(Stored data entries)
::::
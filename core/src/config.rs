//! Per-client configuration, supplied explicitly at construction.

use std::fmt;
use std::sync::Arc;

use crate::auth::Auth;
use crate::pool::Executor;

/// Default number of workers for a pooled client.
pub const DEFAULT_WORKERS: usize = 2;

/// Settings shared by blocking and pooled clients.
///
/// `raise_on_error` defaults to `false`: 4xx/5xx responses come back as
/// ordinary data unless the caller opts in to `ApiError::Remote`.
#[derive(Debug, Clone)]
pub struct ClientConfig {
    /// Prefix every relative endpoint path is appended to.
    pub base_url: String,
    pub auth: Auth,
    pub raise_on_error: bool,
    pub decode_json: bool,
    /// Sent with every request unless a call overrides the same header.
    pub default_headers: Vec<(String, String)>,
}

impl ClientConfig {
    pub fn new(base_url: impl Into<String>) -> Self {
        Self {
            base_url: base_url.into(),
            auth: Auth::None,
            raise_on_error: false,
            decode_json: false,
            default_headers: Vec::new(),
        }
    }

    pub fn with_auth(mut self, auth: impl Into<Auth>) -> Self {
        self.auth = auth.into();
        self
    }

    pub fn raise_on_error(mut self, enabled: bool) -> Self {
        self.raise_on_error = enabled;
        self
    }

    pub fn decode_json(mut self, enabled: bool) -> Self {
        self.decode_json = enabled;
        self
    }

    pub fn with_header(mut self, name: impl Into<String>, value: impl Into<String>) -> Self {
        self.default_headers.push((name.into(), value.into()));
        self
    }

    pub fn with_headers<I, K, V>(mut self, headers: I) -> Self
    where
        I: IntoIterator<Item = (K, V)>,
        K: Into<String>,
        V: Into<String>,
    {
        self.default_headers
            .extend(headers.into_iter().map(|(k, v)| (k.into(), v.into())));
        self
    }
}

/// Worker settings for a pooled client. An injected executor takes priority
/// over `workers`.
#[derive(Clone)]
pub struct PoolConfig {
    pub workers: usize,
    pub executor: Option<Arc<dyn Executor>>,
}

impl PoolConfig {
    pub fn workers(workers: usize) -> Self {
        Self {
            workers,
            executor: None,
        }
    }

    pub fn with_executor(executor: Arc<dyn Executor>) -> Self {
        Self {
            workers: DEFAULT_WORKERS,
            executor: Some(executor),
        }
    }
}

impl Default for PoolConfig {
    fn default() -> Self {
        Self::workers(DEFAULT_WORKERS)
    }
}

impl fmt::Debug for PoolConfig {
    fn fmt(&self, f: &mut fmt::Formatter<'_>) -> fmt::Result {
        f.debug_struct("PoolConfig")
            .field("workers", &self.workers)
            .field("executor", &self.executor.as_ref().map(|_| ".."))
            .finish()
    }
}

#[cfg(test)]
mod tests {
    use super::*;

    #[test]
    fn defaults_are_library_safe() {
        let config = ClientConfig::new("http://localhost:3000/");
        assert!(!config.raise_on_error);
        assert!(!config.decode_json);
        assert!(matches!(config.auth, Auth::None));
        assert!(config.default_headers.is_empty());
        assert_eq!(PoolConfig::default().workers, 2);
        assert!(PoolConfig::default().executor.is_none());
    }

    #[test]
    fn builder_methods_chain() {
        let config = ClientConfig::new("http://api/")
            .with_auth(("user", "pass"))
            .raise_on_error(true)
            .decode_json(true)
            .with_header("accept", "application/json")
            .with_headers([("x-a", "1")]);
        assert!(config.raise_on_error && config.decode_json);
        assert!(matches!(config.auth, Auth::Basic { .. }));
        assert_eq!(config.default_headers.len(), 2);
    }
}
::::
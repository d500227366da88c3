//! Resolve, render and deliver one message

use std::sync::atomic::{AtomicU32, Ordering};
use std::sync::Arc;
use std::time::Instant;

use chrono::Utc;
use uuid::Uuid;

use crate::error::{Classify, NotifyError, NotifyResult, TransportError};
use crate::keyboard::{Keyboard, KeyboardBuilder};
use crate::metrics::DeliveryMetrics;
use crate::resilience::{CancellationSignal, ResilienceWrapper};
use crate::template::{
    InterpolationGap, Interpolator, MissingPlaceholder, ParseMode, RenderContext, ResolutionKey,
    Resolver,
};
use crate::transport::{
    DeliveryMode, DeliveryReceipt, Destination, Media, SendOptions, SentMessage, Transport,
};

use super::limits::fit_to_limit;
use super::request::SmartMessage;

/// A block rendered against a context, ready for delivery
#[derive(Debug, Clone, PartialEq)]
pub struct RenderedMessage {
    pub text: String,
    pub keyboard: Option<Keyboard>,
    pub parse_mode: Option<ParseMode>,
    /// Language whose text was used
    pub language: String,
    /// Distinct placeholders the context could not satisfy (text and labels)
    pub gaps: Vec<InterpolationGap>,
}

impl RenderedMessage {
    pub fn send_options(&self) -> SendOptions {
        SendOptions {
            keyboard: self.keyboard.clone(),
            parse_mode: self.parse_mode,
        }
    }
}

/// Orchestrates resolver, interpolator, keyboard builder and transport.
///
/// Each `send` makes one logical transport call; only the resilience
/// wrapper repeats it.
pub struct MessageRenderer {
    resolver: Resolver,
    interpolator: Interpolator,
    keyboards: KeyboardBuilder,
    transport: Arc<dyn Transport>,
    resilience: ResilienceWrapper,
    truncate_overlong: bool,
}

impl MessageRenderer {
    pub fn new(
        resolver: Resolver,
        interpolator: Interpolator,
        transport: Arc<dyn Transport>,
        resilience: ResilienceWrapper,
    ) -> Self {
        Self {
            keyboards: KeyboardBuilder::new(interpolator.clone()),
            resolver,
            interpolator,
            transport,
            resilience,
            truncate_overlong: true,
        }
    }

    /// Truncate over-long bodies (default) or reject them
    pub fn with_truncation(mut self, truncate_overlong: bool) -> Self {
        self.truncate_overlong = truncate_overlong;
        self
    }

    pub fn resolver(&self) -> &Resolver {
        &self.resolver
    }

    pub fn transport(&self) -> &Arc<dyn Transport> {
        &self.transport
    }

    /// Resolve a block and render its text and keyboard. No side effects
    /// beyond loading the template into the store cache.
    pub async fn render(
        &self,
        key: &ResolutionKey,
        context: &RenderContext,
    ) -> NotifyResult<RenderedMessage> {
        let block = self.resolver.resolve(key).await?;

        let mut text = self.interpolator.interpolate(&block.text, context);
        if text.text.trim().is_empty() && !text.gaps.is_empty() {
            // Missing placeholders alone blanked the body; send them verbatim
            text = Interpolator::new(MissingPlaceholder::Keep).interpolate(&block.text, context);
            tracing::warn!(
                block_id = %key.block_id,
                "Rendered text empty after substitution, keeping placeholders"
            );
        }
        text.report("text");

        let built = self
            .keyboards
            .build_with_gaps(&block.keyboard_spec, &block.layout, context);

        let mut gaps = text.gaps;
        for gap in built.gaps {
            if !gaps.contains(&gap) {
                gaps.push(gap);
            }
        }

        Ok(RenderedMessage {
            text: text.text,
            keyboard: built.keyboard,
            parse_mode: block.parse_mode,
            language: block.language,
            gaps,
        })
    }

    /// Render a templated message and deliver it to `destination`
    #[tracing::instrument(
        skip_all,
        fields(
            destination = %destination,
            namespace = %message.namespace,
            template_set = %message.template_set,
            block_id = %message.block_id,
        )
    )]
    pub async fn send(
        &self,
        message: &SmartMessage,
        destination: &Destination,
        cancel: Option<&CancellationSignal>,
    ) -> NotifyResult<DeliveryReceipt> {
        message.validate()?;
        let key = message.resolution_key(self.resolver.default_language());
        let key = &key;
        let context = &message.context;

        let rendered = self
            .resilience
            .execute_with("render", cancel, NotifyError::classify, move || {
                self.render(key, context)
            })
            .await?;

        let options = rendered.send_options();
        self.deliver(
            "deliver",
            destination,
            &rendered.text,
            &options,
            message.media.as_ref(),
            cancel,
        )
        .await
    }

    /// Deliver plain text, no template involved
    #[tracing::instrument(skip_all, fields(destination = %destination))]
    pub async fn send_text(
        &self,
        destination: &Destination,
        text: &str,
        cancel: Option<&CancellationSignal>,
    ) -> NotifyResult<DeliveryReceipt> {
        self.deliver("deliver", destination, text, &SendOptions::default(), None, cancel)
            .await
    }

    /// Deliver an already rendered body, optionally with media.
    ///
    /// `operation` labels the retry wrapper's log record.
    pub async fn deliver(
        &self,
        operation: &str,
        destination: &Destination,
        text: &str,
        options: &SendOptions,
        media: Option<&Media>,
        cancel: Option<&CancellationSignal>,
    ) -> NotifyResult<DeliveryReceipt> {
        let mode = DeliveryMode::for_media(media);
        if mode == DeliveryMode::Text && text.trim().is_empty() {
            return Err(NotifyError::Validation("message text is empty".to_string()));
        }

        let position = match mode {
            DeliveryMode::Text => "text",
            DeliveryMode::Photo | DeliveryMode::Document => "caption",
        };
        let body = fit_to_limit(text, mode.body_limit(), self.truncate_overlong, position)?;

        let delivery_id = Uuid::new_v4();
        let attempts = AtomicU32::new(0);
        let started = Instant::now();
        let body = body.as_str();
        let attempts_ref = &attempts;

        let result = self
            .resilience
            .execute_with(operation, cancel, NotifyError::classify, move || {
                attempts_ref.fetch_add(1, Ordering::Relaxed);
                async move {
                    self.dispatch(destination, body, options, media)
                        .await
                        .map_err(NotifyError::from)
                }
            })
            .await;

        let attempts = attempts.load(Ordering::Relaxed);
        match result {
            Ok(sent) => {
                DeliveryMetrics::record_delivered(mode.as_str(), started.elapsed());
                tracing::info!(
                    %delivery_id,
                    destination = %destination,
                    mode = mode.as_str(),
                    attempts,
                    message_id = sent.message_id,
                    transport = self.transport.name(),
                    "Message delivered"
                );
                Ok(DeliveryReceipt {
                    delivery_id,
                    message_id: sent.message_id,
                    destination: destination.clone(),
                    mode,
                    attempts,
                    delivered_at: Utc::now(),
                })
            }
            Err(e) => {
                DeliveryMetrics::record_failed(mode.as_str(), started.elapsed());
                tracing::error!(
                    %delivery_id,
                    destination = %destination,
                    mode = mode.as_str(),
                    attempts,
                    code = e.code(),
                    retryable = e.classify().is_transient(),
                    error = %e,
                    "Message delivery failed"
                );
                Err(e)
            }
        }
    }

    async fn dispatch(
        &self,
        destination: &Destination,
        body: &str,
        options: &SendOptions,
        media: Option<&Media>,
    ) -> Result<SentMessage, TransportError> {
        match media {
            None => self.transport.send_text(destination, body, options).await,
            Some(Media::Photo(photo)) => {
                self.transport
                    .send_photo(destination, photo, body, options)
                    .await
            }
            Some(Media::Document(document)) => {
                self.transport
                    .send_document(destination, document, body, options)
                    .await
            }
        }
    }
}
::::
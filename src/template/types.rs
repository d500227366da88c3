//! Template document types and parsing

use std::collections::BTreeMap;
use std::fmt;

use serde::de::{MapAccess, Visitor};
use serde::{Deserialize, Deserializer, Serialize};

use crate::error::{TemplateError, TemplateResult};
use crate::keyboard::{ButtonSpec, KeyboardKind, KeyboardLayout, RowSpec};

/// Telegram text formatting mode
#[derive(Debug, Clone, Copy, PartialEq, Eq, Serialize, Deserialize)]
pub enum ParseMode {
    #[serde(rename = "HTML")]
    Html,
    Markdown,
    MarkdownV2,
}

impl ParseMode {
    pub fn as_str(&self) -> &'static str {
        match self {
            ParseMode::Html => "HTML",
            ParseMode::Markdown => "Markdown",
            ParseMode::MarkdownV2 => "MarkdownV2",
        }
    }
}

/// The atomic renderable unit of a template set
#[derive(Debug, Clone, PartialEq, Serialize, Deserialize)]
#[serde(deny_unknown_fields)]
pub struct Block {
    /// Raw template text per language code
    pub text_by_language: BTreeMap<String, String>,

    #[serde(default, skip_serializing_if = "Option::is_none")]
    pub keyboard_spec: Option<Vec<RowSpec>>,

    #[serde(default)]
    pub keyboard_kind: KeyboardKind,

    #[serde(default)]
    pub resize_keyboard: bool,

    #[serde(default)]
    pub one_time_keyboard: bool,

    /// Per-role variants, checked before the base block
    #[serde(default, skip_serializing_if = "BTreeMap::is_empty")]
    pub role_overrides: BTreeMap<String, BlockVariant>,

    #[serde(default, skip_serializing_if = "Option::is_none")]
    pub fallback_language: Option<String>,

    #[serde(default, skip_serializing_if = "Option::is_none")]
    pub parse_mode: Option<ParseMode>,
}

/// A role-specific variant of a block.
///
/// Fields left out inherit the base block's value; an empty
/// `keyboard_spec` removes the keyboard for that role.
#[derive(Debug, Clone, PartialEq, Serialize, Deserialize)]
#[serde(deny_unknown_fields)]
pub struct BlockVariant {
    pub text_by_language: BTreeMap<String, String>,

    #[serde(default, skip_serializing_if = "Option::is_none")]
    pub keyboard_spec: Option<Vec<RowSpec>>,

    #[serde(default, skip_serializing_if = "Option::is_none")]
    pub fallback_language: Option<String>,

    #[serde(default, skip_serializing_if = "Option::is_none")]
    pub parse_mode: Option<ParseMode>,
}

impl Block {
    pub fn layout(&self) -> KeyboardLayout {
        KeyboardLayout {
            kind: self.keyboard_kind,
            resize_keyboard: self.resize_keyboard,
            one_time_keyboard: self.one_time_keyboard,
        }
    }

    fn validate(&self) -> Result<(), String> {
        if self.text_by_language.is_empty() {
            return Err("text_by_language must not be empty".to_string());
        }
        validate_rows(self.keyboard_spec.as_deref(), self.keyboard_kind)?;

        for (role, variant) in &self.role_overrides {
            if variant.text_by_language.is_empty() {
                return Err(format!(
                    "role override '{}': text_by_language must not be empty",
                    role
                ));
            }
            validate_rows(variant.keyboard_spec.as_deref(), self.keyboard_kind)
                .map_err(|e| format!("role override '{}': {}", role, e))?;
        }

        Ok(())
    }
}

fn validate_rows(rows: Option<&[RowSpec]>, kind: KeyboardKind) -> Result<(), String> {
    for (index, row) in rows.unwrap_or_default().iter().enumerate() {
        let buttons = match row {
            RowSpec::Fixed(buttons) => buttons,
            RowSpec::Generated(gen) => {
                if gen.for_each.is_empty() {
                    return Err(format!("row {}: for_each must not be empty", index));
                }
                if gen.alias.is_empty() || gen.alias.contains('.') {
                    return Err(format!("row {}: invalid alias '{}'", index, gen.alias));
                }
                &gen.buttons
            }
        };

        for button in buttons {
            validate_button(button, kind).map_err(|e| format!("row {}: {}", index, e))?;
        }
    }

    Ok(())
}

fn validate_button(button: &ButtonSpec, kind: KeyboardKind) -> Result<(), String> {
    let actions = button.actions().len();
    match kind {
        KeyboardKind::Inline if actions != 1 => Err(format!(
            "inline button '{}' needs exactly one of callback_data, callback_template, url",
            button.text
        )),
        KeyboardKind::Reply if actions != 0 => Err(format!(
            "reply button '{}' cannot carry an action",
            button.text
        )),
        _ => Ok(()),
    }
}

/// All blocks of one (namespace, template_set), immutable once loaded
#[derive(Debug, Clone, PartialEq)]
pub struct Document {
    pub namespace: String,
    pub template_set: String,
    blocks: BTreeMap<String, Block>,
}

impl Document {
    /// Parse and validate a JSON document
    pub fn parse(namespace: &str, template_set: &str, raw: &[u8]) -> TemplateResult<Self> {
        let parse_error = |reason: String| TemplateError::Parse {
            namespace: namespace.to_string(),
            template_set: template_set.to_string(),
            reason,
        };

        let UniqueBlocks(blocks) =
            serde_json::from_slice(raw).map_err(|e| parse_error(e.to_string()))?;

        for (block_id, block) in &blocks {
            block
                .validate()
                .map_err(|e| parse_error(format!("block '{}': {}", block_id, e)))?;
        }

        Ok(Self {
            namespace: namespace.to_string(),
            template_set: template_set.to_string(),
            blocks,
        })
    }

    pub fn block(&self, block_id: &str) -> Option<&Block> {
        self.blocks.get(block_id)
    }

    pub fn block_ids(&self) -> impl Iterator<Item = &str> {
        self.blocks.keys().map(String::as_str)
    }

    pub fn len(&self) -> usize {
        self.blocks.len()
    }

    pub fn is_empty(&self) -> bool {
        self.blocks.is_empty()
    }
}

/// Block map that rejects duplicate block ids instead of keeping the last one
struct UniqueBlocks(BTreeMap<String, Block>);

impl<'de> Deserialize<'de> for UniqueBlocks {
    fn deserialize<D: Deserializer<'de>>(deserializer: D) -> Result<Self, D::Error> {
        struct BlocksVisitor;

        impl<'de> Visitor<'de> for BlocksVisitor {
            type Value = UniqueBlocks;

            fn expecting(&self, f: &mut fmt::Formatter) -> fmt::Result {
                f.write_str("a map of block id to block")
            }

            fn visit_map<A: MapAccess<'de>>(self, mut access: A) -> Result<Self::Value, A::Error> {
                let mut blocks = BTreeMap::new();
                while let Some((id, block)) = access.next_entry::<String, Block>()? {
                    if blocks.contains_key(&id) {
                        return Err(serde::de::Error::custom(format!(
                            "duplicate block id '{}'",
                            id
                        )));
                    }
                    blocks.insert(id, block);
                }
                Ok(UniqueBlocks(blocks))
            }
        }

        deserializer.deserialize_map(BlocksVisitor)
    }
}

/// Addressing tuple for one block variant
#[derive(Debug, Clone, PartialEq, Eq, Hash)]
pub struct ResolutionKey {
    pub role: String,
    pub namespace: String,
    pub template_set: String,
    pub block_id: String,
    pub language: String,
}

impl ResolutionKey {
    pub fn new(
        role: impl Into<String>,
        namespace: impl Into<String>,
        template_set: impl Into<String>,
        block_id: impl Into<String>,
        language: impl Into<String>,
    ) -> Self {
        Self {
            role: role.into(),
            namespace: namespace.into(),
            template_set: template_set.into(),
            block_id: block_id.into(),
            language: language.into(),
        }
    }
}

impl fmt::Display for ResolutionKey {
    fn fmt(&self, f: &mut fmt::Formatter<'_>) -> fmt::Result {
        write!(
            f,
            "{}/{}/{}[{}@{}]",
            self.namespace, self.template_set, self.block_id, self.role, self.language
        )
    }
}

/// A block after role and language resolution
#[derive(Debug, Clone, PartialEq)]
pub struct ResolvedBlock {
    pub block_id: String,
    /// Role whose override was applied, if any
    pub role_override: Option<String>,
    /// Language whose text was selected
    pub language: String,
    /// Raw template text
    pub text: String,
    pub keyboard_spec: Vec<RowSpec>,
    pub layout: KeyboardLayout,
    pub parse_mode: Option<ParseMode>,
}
::::
*YOUR TASK*: I'd like the lines above from the one with "filename core/src/config.rs" up to and including the one with "pub const DEFAULT_WORKERS: usize = 2;" copied exactly, with no other lines.

*RESULT OF THIS EXERCISE*:
filename core/src/config.rs
//! Per-client configuration, supplied explicitly at construction.

use std::fmt;
use std::sync::Arc;

use crate::auth::Auth;
use crate::pool::Executor;

/// Default number of workers for a pooled client.
pub const DEFAULT_WORKERS: usize = 2;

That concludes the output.